BY AMBER SMITH
In constant pain after two root canals and months of antibiotics that were no help, Michele Giblin of Binghamton finally received a diagnosis. She had a rare cancer called adenoid cystic carcinoma. Her oral surgeon referred her to a specialized otolaryngologist at Upstate: Jesse Ryan, MD.
Giblin liked him immediately.
“He was very sincere,” she says. “I felt like I really matter to him.”
Treatment for cancer that is discovered in the jaw area may require an extensive operation that’s designed to both remove the cancer and reconstruct the area. Such surgeries require expertise and stamina from a team of surgeons, since they can take more than 20 hours.
Ryan estimates he’s involved in five to 10 such operations at Upstate each year, on patients with cancer or traumatic injury requiring jaw reconstruction. “This is rare,” he says, “but this has been a major problem for this subset of the population for centuries. Initially, there was very little that could be done.”
If the front portion of the jaw is removed, its absence will impact a person’s ability to speak and swallow. Techniques evolved in the middle of the last century to use a titanium plate across the gap of missing bone, which would then be covered with skin or muscle in an attempt to preserve some of the structure, Ryan says.

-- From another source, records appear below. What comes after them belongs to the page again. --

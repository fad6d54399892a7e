// 观众在线管理
//
// 注册表维护当前连接的观众并广播人数与心跳，
// 每个WebSocket连接由独立的读写循环服务。

mod connection;
mod registry;

pub use connection::serve_viewer;
pub use registry::ViewerRegistry;
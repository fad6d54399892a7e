mod handlers;
mod routes;
mod server;

pub use server::HttpServer;
mod sink;

pub use sink::RecordingSink;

Infections and plate exposure over time meant this was not an ideal solution.
Advances in reconstructive surgery in the 1970s had surgeons transferring tissue from one part of a patient’s body to another, with assistance from engineers to shape the bone. Those developments shifted into jaw reconstructions, and today success rates are about 95 percent, Ryan says. The biggest challenge is establishing adequate blood flow to the transplanted area by connecting arteries and veins that are so tiny they require sutures that are smaller than a human hair.

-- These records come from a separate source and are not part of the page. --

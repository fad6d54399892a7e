use common::{LiveStreamError, Result, ViewerMessage};
use parking_lot::RwLock;
use std::collections::HashMap;
use std::sync::Arc;
use std::time::Duration;
use tokio::sync::mpsc::error::TrySendError;
use tokio::sync::{mpsc, oneshot};
use tokio::task::JoinHandle;
use tokio::time::{Instant, MissedTickBehavior};
use tracing::{debug, info, warn};
use uuid::Uuid;

/// 每个观众的发送队列容量
pub const CLIENT_QUEUE_CAPACITY: usize = 256;
/// 心跳周期
pub const HEARTBEAT_INTERVAL: Duration = Duration::from_secs(30);

const COMMAND_QUEUE_CAPACITY: usize = 1024;

#[derive(Debug, Clone, Copy, PartialEq, Eq)]
enum ClientState {
    Connected,
    Disconnecting,
}

struct ViewerClient {
    sender: mpsc::Sender<ViewerMessage>,
    last_heartbeat: Instant,
    state: ClientState,
}

enum RegistryCommand {
    Register {
        sender: mpsc::Sender<ViewerMessage>,
        reply: oneshot::Sender<Uuid>,
    },
    Unregister(Uuid),
    Touch(Uuid),
}

/// 观众注册表句柄
///
/// 观众集合只由后台任务持有和修改，句柄通过命令队列与之通信；
/// 在线人数单独发布，可以随时并发读取。
#[derive(Clone)]
pub struct ViewerRegistry {
    commands: mpsc::Sender<RegistryCommand>,
    count: Arc<RwLock<usize>>,
}

impl ViewerRegistry {
    /// 启动注册表任务，所有句柄被丢弃后任务退出
    pub fn spawn() -> (Self, JoinHandle<()>) {
        Self::spawn_with_heartbeat(HEARTBEAT_INTERVAL)
    }

    pub fn spawn_with_heartbeat(heartbeat: Duration) -> (Self, JoinHandle<()>) {
        let (commands, receiver) = mpsc::channel(COMMAND_QUEUE_CAPACITY);
        let count = Arc::new(RwLock::new(0));

        let actor = RegistryActor {
            clients: HashMap::new(),
            count: count.clone(),
        };
        let handle = tokio::spawn(actor.run(receiver, heartbeat));

        (Self { commands, count }, handle)
    }

    /// 新建一个观众发送队列
    pub fn client_queue() -> (mpsc::Sender<ViewerMessage>, mpsc::Receiver<ViewerMessage>) {
        mpsc::channel(CLIENT_QUEUE_CAPACITY)
    }

    /// 注册观众，返回分配的id
    pub async fn register(&self, sender: mpsc::Sender<ViewerMessage>) -> Result<Uuid> {
        let (reply, response) = oneshot::channel();
        self.commands
            .send(RegistryCommand::Register { sender, reply })
            .await
            .map_err(|_| LiveStreamError::ConnectionFailure("viewer registry stopped".into()))?;

        response
            .await
            .map_err(|_| LiveStreamError::ConnectionFailure("viewer registry stopped".into()))
    }

    /// 注销观众，可重复调用
    pub async fn unregister(&self, id: Uuid) {
        if self.commands.send(RegistryCommand::Unregister(id)).await.is_err() {
            debug!("Viewer registry stopped before unregistering {}", id);
        }
    }

    /// 收到客户端pong，刷新心跳时间
    pub async fn touch(&self, id: Uuid) {
        if self.commands.send(RegistryCommand::Touch(id)).await.is_err() {
            debug!("Viewer registry stopped before refreshing {}", id);
        }
    }

    pub fn viewer_count(&self) -> usize {
        *self.count.read()
    }
}

struct RegistryActor {
    clients: HashMap<Uuid, ViewerClient>,
    count: Arc<RwLock<usize>>,
}

impl RegistryActor {
    async fn run(mut self, mut commands: mpsc::Receiver<RegistryCommand>, heartbeat: Duration) {
        let mut ticker = tokio::time::interval_at(Instant::now() + heartbeat, heartbeat);
        ticker.set_missed_tick_behavior(MissedTickBehavior::Delay);

        loop {
            tokio::select! {
                command = commands.recv() => match command {
                    Some(command) => self.handle(command),
                    None => break,
                },
                _ = ticker.tick() => self.heartbeat(),
            }
        }

        debug!("Viewer registry stopped ({} clients dropped)", self.clients.len());
    }

    fn handle(&mut self, command: RegistryCommand) {
        match command {
            RegistryCommand::Register { sender, reply } => {
                let id = Uuid::new_v4();
                self.clients.insert(
                    id,
                    ViewerClient {
                        sender,
                        last_heartbeat: Instant::now(),
                        state: ClientState::Connected,
                    },
                );
                let count = self.publish_count();
                info!("Viewer {} connected, total: {}", id, count);
                self.broadcast_count();

                if reply.send(id).is_err() {
                    // 调用方已放弃，立即清理
                    self.remove(id);
                }
            }
            RegistryCommand::Unregister(id) => self.remove(id),
            RegistryCommand::Touch(id) => {
                if let Some(client) = self.clients.get_mut(&id) {
                    client.last_heartbeat = Instant::now();
                }
            }
        }
    }

    fn remove(&mut self, id: Uuid) {
        // 移除即丢弃发送端，连接的写循环随之结束
        if self.clients.remove(&id).is_some() {
            let count = self.publish_count();
            info!("Viewer {} disconnected, total: {}", id, count);
            self.broadcast_count();
        }
    }

    /// 给所有观众发ping，队列已满或已关闭的观众在本轮直接剔除
    fn heartbeat(&mut self) {
        let now = Instant::now();
        for (id, client) in self.clients.iter_mut() {
            match client.sender.try_send(ViewerMessage::Ping) {
                Ok(()) => {}
                Err(TrySendError::Full(_)) => {
                    warn!(
                        "Viewer {} queue full, evicting (last heartbeat {:?} ago)",
                        id,
                        now.duration_since(client.last_heartbeat)
                    );
                    client.state = ClientState::Disconnecting;
                }
                Err(TrySendError::Closed(_)) => {
                    debug!("Viewer {} queue closed, evicting", id);
                    client.state = ClientState::Disconnecting;
                }
            }
        }

        let before = self.clients.len();
        self.clients
            .retain(|_, client| client.state == ClientState::Connected);
        let evicted = before - self.clients.len();

        if evicted > 0 {
            let count = self.publish_count();
            info!("Evicted {} unresponsive viewers, total: {}", evicted, count);
            self.broadcast_count();
        }
    }

    fn broadcast_count(&self) {
        let message = ViewerMessage::ViewerCount {
            count: self.connected(),
        };
        for (id, client) in &self.clients {
            if client.state != ClientState::Connected {
                continue;
            }
            if let Err(TrySendError::Full(_)) = client.sender.try_send(message.clone()) {
                debug!("Viewer {} queue full, dropping count update", id);
            }
        }
    }

    fn connected(&self) -> usize {
        self.clients
            .values()
            .filter(|client| client.state == ClientState::Connected)
            .count()
    }

    fn publish_count(&self) -> usize {
        let count = self.connected();
        *self.count.write() = count;
        count
    }
}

Ryan’s education makes him a natural for this type of surgery. His undergraduate degree is in mechanical and aerospace engineering from Princeton.
After graduating from Mount Sinai School of Medicine, he completed a residency in otolaryngology and head and neck surgery at the National Naval Medical Center and then a fellowship in head and neck oncology and microvascular reconstruction at the University of Michigan in Ann Arbor. He’s been at Upstate since 2015.
A leg bone that works in the jaw
Giblin spoke with Ryan before what would be a 19-hour operation in June 2017. “How do you feel about this?” she asked him.
“To be honest,” replied the surgeon, “I’m a little bit nervous.”
“Well, I’m not. I have faith in you.”
Giblin’s cancer started in a minor salivary gland in her left cheek sinus and involved her upper jaw and part of her nose. Removing it meant having to rebuild her upper jaw and palate. Replacement bone and skin came from her lower leg and was used to resurface both the inside of her nose and inside of her mouth. Then a thin layer of skin was taken from her thigh to cover the area of her lower leg.
Ryan explains that replacement bone typically comes from the fibula, a lengthy bone of the lower leg that most people don’t need.
Removing a piece of the bone may affect a marathon runner, but most people are able to walk normally afterward. “The leg bone fits pretty well in terms of the size and strength that’s needed to reconstruct the jaw,” he says.
Giblin spent seven days in intensive care. Then she spent several days on a regular hospital floor, recovering from the surgery. Later, she underwent radiation therapy.
She has some trouble eating, and must sip drinks, but two years after her surgery, Giblin feels good about the results. She was afraid she would lose the side of her cheek, but friends say she looks as she did before. Today she takes care of people with developmental disabilities as a house director for New York state. She has monthly appointments with Ryan, and she undergoes imaging scans every six months.
A skeptic who was impressed with his care
Paul Desimone, 52, of Sangerfield in Oneida County underwent a similar 20-hour surgery in October 2016. What he initially thought was a cold sore on his lip grew bigger, until he could not ignore it.
Doctors in Utica confirmed the growth was cancerous and referred Desimone to Ryan.
When Ryan proposed surgery, Desimone says, “I was skeptical. But I’m a skeptical guy. It had nothing to do with him. Trust me. I had not seen a doctor in 30 years.”
The sore on his lip was about 3 inches by 2 inches, and an affected lymph node had eroded through his lower jaw. DeSimone underwent two transplants in the same operation. First, Ryan used tissue from the forearm to re-create a lower lip. Then, he used bone and skin from the lower leg to re-create the jaw and external cheek skin. The surgeon used skin from Desimone’s hip to cover the forearm and lower leg.
Desimone went home from the hospital 16 days later. He wouldn’t undergo radiation or chemotherapy, and the cancer returned about a year later. At that time, he was willing to undergo radiation and chemotherapy, and he added two more doctors to his care team: oncologist Muhammad Naqvi, MD, and radiation oncologist Michael Lacombe, MD.
“What a pack of great guys. They really know what they’re doing,” Desimone says. He is in remission now.
This article appears in the spring 2019 issue of Cancer Care magazine.